端的に感想を書くと、『Circle』は発想に優れた、サクッとプレイできる面白いADVでした。いくつかエンディングがあり、選択と探索の結果によって分岐します。
この記事には、おそらく最も真相に近づけるエンディングまでの攻略を書きました。エンディングのネタバレを含むので、未見の方はご注意ください。
『Circle』のあらすじ
『Circle』のあらすじを説明します。プレイし始めて最初に画面に映るのは、暗い部屋の中に浮かぶ「まんまる」です。
Circle
響く声に促されるまま、主人公は「まんまる」を可愛がり、外に出ては「まんまる」のために食べ物を探します。
いったい「まんまる」とは何なのか。ときどき訪ねてくる人々はいったい誰なのか。主人公の選択によって、「まんまる」と主人公の行く末は変化します。
トゥルーエンドまでの攻略について
『Circle』のストーリーは、「室内での育成&会話フェイズ」と「探索フェイズ」を交互に繰り返すことで進みます。
探索フェイズは、制限時間に気を付けながら食べ物を回収するパートです。いくつかのギミックを解く必要があるものの、この探索フェイズの内容によってストーリーが左右されることはありません(ただし制限時間には注意)。
エンディングの分岐に関係するのは、室内での育成&会話フェイズです。ざっくりと説明すると、以下の2点によってエンディングの内容が決まります。
- 「まんまる」をどれだけ可愛がるか
- 訪問者にどのような対応をするか
トゥルーエンド(仮)を見たい場合は、「まんまる」を撫でたり褒めたりして空腹になるまで可愛がり、訪問者を全員受け入れて傷つけないようにしましょう。
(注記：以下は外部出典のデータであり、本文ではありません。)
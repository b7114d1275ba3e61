use super::*;
use crate::Capital;
use crate::Damage;
use crate::Price;
use crate::Width;
use crate::players::Snapshot;
use serde::Deserialize;
use serde::Serialize;

/// Complete, serializable state of a duel.
///
/// A game is handled one command at a time: whoever hosts it may serialize
/// it between turns and the next transition picks up from the fields alone.
/// The [`Phase`] is never stored; it is read off which fields are set.
///
/// Capitals carry over between rounds, everything from `width` through
/// `settlement` is reset when a new round starts.
#[derive(Debug, Clone, PartialEq, Serialize, Deserialize)]
pub struct Game {
    pub(crate) mode: Mode,
    pub(crate) round: u32,
    pub(crate) question: String,
    pub(crate) true_value: Price,
    pub(crate) units: String,
    pub(crate) mover: Party,
    pub(crate) width: Option<Width>,
    pub(crate) market_made: bool,
    pub(crate) market_maker: Option<Party>,
    pub(crate) bid: Option<Price>,
    pub(crate) ask: Option<Price>,
    pub(crate) player_capital: Capital,
    pub(crate) bot_capital: Capital,
    pub(crate) game_over: bool,
    pub(crate) winner: Option<Party>,
    pub(crate) bot: Option<Snapshot>,
    pub(crate) settlement: Option<Settlement>,
    pub(crate) history: Vec<Settlement>,
    pub(crate) log: Vec<String>,
}

impl Game {
    /// First round of a fresh game.
    pub fn new(
        mode: Mode,
        capital: Capital,
        mover: Party,
        question: String,
        true_value: Price,
        units: String,
        bot: Snapshot,
    ) -> Self {
        let mut game = Self {
            mode,
            round: 1,
            question,
            true_value,
            units,
            mover,
            width: None,
            market_made: false,
            market_maker: None,
            bid: None,
            ask: None,
            player_capital: capital,
            bot_capital: capital,
            game_over: false,
            winner: None,
            bot: Some(bot),
            settlement: None,
            history: Vec::new(),
            log: Vec::new(),
        };
        game.record(format!("Round 1: {}, {} moves first", game.prompt(), mover));
        game
    }
    /// Terminal placeholder for when no question could be supplied.
    pub fn unavailable(mode: Mode, capital: Capital) -> Self {
        Self {
            mode,
            round: 0,
            question: String::from("No question found"),
            true_value: 0.,
            units: String::new(),
            mover: Party::Player,
            width: None,
            market_made: false,
            market_maker: None,
            bid: None,
            ask: None,
            player_capital: capital,
            bot_capital: capital,
            game_over: true,
            winner: None,
            bot: None,
            settlement: None,
            history: Vec::new(),
            log: vec![String::from("No question available")],
        }
    }
    /// Starts the following round on a new question, keeping capitals,
    /// history and the game log.
    pub(crate) fn next_round(
        &mut self,
        question: String,
        true_value: Price,
        units: String,
        mover: Party,
        bot: Snapshot,
    ) {
        self.round += 1;
        self.question = question;
        self.true_value = true_value;
        self.units = units;
        self.mover = mover;
        self.width = None;
        self.market_made = false;
        self.market_maker = None;
        self.bid = None;
        self.ask = None;
        self.bot = Some(bot);
        self.settlement = None;
        let line = format!("Round {}: {}, {} moves first", self.round, self.prompt(), mover);
        self.record(line);
    }
}

impl Game {
    pub fn phase(&self) -> Phase {
        if self.game_over {
            Phase::GameOver
        } else if self.settlement.is_some() {
            Phase::Resolution
        } else if self.width.is_none() {
            Phase::WidthSetting
        } else if self.market_maker.is_none() {
            Phase::Narrowing
        } else if !self.market_made {
            Phase::Quoting
        } else {
            Phase::Trading
        }
    }
    /// The standing market, once one has been made.
    pub fn quote(&self) -> Option<Quote> {
        self.bid.zip(self.ask).map(|(bid, ask)| Quote::new(bid, ask))
    }
    /// Question text with its units, as shown to the player.
    pub fn prompt(&self) -> String {
        if self.units.is_empty() {
            self.question.clone()
        } else {
            format!("{} (in {})", self.question, self.units)
        }
    }
    pub fn capital(&self, party: Party) -> Capital {
        match party {
            Party::Player => self.player_capital,
            Party::Bot => self.bot_capital,
        }
    }
    /// Party with more capital left, if either.
    pub fn leader(&self) -> Option<Party> {
        match self.player_capital.cmp(&self.bot_capital) {
            std::cmp::Ordering::Greater => Some(Party::Player),
            std::cmp::Ordering::Less => Some(Party::Bot),
            std::cmp::Ordering::Equal => None,
        }
    }
    pub fn mode(&self) -> Mode {
        self.mode
    }
    pub fn round(&self) -> u32 {
        self.round
    }
    pub fn question(&self) -> &str {
        &self.question
    }
    pub fn true_value(&self) -> Price {
        self.true_value
    }
    pub fn units(&self) -> &str {
        &self.units
    }
    pub fn mover(&self) -> Party {
        self.mover
    }
    pub fn width(&self) -> Option<Width> {
        self.width
    }
    pub fn market_made(&self) -> bool {
        self.market_made
    }
    pub fn market_maker(&self) -> Option<Party> {
        self.market_maker
    }
    pub fn player_capital(&self) -> Capital {
        self.player_capital
    }
    pub fn bot_capital(&self) -> Capital {
        self.bot_capital
    }
    pub fn is_over(&self) -> bool {
        self.game_over
    }
    pub fn winner(&self) -> Option<Party> {
        self.winner
    }
    pub fn bot(&self) -> Option<&Snapshot> {
        self.bot.as_ref()
    }
    /// Outcome of the round currently being resolved, or of the last round
    /// once the game is over.
    pub fn settlement(&self) -> Option<&Settlement> {
        self.settlement.as_ref()
    }
    pub fn history(&self) -> &[Settlement] {
        &self.history
    }
    pub fn log(&self) -> &[String] {
        &self.log
    }
}

impl Game {
    pub(crate) fn record(&mut self, line: String) {
        log::debug!("{}", line);
        self.log.push(line);
    }
    /// Takes `damage` out of `party`'s capital, never below zero.
    pub(crate) fn charge(&mut self, party: Party, damage: Damage) {
        let capital = match party {
            Party::Player => &mut self.player_capital,
            Party::Bot => &mut self.bot_capital,
        };
        *capital = capital.saturating_sub(damage).max(0);
    }
    pub(crate) fn finish(&mut self, winner: Option<Party>) {
        self.game_over = true;
        self.winner = winner;
        match winner {
            Some(party) => self.record(format!("Game over, {} wins", party)),
            None => self.record(String::from("Game over")),
        }
    }
}

impl Game {
    pub fn to_json(&self) -> String {
        serde_json::to_string(self).expect("serialize game")
    }
    /// Parses a persisted game and refuses one whose fields contradict
    /// each other.
    pub fn from_json(json: &str) -> Result<Self, Error> {
        let game = serde_json::from_str::<Self>(json)?;
        game.validate()?;
        Ok(game)
    }
    /// Cross-field invariants every reachable game satisfies.
    pub fn validate(&self) -> Result<(), Error> {
        if self.width.is_some_and(|w| w < crate::MINIMUM_WIDTH || w > crate::MAXIMUM_WIDTH) {
            return Err(Error::Inconsistent("width out of range"));
        }
        if self.market_maker.is_some() && self.width.is_none() {
            return Err(Error::Inconsistent("market maker elected before any width"));
        }
        if self.bid.is_some() != self.ask.is_some() {
            return Err(Error::Inconsistent("one-sided quote"));
        }
        if self.market_made != self.quote().is_some() {
            return Err(Error::Inconsistent("market made flag disagrees with quote"));
        }
        if let Some(quote) = self.quote() {
            let (Some(width), Some(_)) = (self.width, self.market_maker) else {
                return Err(Error::Inconsistent("quote without width and market maker"));
            };
            if quote.bid.is_nan() || quote.bid < crate::MINIMUM_BID {
                return Err(Error::Inconsistent("bid below minimum"));
            }
            if (quote.spread() - width as Price).abs() >= crate::SPREAD_TOLERANCE {
                return Err(Error::Inconsistent("spread differs from width"));
            }
        }
        if self.settlement.is_some() && !self.market_made {
            return Err(Error::Inconsistent("settled without a market"));
        }
        if self.player_capital < 0 || self.bot_capital < 0 {
            return Err(Error::Inconsistent("negative capital"));
        }
        if !self.game_over && self.bot.is_none() {
            return Err(Error::Inconsistent("live game without a bot"));
        }
        Ok(())
    }
}

impl std::fmt::Display for Game {
    fn fmt(&self, f: &mut std::fmt::Formatter) -> std::fmt::Result {
        writeln!(f, "round {} ({})", self.round, self.mode)?;
        writeln!(f, "{}", self.prompt())?;
        writeln!(
            f,
            "capital: player {}, bot {}",
            self.player_capital, self.bot_capital
        )?;
        match (self.width, self.quote()) {
            (_, Some(quote)) => writeln!(f, "market: {}", quote)?,
            (Some(width), None) => writeln!(f, "width: {}", width)?,
            (None, None) => writeln!(f, "width: unset")?,
        }
        write!(f, "{} to move ({})", self.mover, self.phase())
    }
}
以下、チャートっぽくトゥルーエンドまでの道筋を書きます。
1.室内:「まんまる」のお腹が空くまで可愛がる。
2.探索:外に出て探索し、食べ物をゲットする。部屋に戻ったら食べさせ、空腹になるまで可愛がる。
3.室内:訪ねてきた謎の女性を迎え入れる。話を聞き、申し出を受け入れる。
4.探索:2番目のステージを探索し食べ物をゲットする。部屋に戻ったら食べさせ、空腹になるまで可愛がる。
ステージ2では、赤い人影を避けつつ探索することになる。左にいる黒いものから「ちから」を2回もらえば、道を塞いでいる障害物2つを撃破できる。赤い人間に触れると、残り時間とゲットした「ちから」が失われるので注意。
5.室内:訪ねてくる謎の集団を迎え入れる。話を聞き、「まんまる」を見せる。謎の集団は「まんまる」を殺そうとするが、「なにもしない」を選ぶ。相手を攻撃するとトゥルーエンドには到達できなくなる。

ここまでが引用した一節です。